### Exercise requirements:
Repeat the lines beginning at the one with "Segments are block" and running to the end of the material, keeping the first and last of them, exactly as they appear.

### Material for this exercise:
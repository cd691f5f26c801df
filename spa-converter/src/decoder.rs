use dds::{DDS_FILE_HEADER_LENGTH, DdsHeader, FourCC};
use image::{
    RgbaImage,
    imageops::{crop_imm, flip_vertical},
};
use spa::{TileDecodeError, TileDecoder};

type BlockDecoder = fn(&[u8], &mut [u8], usize);

/// DXT1 and DXT5 tiles through `bcdec_rs`.
///
/// Holds no state, one instance can serve every thread.
pub struct BcTileDecoder;

impl TileDecoder for BcTileDecoder {
    fn decode(&self, dds: &[u8]) -> Result<RgbaImage, TileDecodeError> {
        let header = DdsHeader::parse(dds).map_err(|err| TileDecodeError::Unsupported {
            message: err.to_string(),
        })?;

        let four_cc = header
            .pixel_format
            .as_ref()
            .and_then(|pixel_format| pixel_format.known_four_cc());

        let (four_cc, decode_block): (FourCC, BlockDecoder) = match four_cc {
            Some(FourCC::Dxt1) => (FourCC::Dxt1, bcdec_rs::bc1),
            Some(FourCC::Dxt5) => (FourCC::Dxt5, bcdec_rs::bc3),
            other => {
                return Err(TileDecodeError::Unsupported {
                    message: format!("no block decoder for {other:?}"),
                });
            }
        };

        let width = header.width as usize;
        let height = header.height as usize;
        let blocks_x = width.div_ceil(4);
        let blocks_y = height.div_ceil(4);
        let block_size = four_cc.block_size();

        let payload = &dds[DDS_FILE_HEADER_LENGTH..];
        let needed = blocks_x * blocks_y * block_size;

        if payload.len() < needed {
            return Err(TileDecodeError::Failed {
                message: format!(
                    "{width}x{height} {four_cc} needs {needed} bytes, payload has {}",
                    payload.len()
                ),
            });
        }

        // decode whole blocks, crop the padding afterwards
        let pitch = blocks_x * 4 * 4;
        let mut pixels = vec![0u8; pitch * blocks_y * 4];

        for block_y in 0..blocks_y {
            for block_x in 0..blocks_x {
                let block_start = (block_y * blocks_x + block_x) * block_size;
                let block = &payload[block_start..block_start + block_size];
                let pixel_start = block_y * 4 * pitch + block_x * 4 * 4;

                decode_block(block, &mut pixels[pixel_start..], pitch);
            }
        }

        let padded = RgbaImage::from_raw((blocks_x * 4) as u32, (blocks_y * 4) as u32, pixels)
            .ok_or(TileDecodeError::Failed {
                message: "decoded buffer has the wrong size".to_string(),
            })?;

        let tile = crop_imm(&padded, 0, 0, width as u32, height as u32).to_image();

        // bottom row first, same as every other DDS loader
        Ok(flip_vertical(&tile))
    }
}

#[cfg(test)]
mod test {
    use dds::{DdsHeader, DdsImage, FourCC};
    use image::Rgba;
    use spa::{TileDecodeError, TileDecoder};

    use super::BcTileDecoder;

    /// DXT1 block with both endpoints pure red and every index 0.
    const RED_DXT1_BLOCK: [u8; 8] = [0x00, 0xF8, 0x00, 0xF8, 0, 0, 0, 0];

    fn wrap(width: u32, height: u32, four_cc: FourCC, payload: Vec<u8>) -> Vec<u8> {
        let header = DdsHeader::compressed(width, height, payload.len() as u32, four_cc);

        DdsImage::new(header, payload).write_to_bytes().unwrap()
    }

    #[test]
    fn solid_dxt1() {
        let dds = wrap(8, 4, FourCC::Dxt1, RED_DXT1_BLOCK.repeat(2));

        let tile = BcTileDecoder.decode(&dds).unwrap();

        assert_eq!(tile.dimensions(), (8, 4));
        assert!(tile.pixels().all(|pixel| *pixel == Rgba([255, 0, 0, 255])));
    }

    #[test]
    fn crops_partial_blocks() {
        let dds = wrap(3, 2, FourCC::Dxt1, RED_DXT1_BLOCK.to_vec());

        let tile = BcTileDecoder.decode(&dds).unwrap();

        assert_eq!(tile.dimensions(), (3, 2));
    }

    #[test]
    fn short_payload() {
        let dds = wrap(8, 8, FourCC::Dxt5, vec![0u8; 16]);

        assert!(matches!(
            BcTileDecoder.decode(&dds),
            Err(TileDecodeError::Failed { .. })
        ));
    }

    #[test]
    fn unknown_format() {
        let dds = wrap(4, 4, FourCC::Ati2, vec![0u8; 16]);

        assert!(matches!(
            BcTileDecoder.decode(&dds),
            Err(TileDecodeError::Unsupported { .. })
        ));

        assert!(matches!(
            BcTileDecoder.decode(b"not a dds"),
            Err(TileDecodeError::Unsupported { .. })
        ));
    }
}
//! SPA sprite container.
//!
//! ```text
//! header      code:[u8; 2] version:i16 frame_count:i16 reserved:i16 flags:u32 fps:f32 data_start:i32
//! frames      frame_count * (frame header, then segment_count segment headers)
//! data        from data_start to the end of the file, shared by every segment
//! ```
//!
//! Segments are block compressed tiles placed on the frame canvas. See [`Spa::composite_frame`].
mod compositor;
mod decoder;
pub mod error;
mod parser;
mod types;
mod utils;
mod writer;

pub use compositor::{CompositeOptions, composite_frame, tile_four_cc};
pub use decoder::{TileDecodeError, TileDecoder};
pub use types::*;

### Exercise output:
//! Segments are block compressed tiles placed on the frame canvas. See [`Spa::composite_frame`].
mod compositor;
mod decoder;
pub mod error;
mod parser;
mod types;
mod utils;
mod writer;

pub use compositor::{CompositeOptions, composite_frame, tile_four_cc};
pub use decoder::{TileDecodeError, TileDecoder};
pub use types::*;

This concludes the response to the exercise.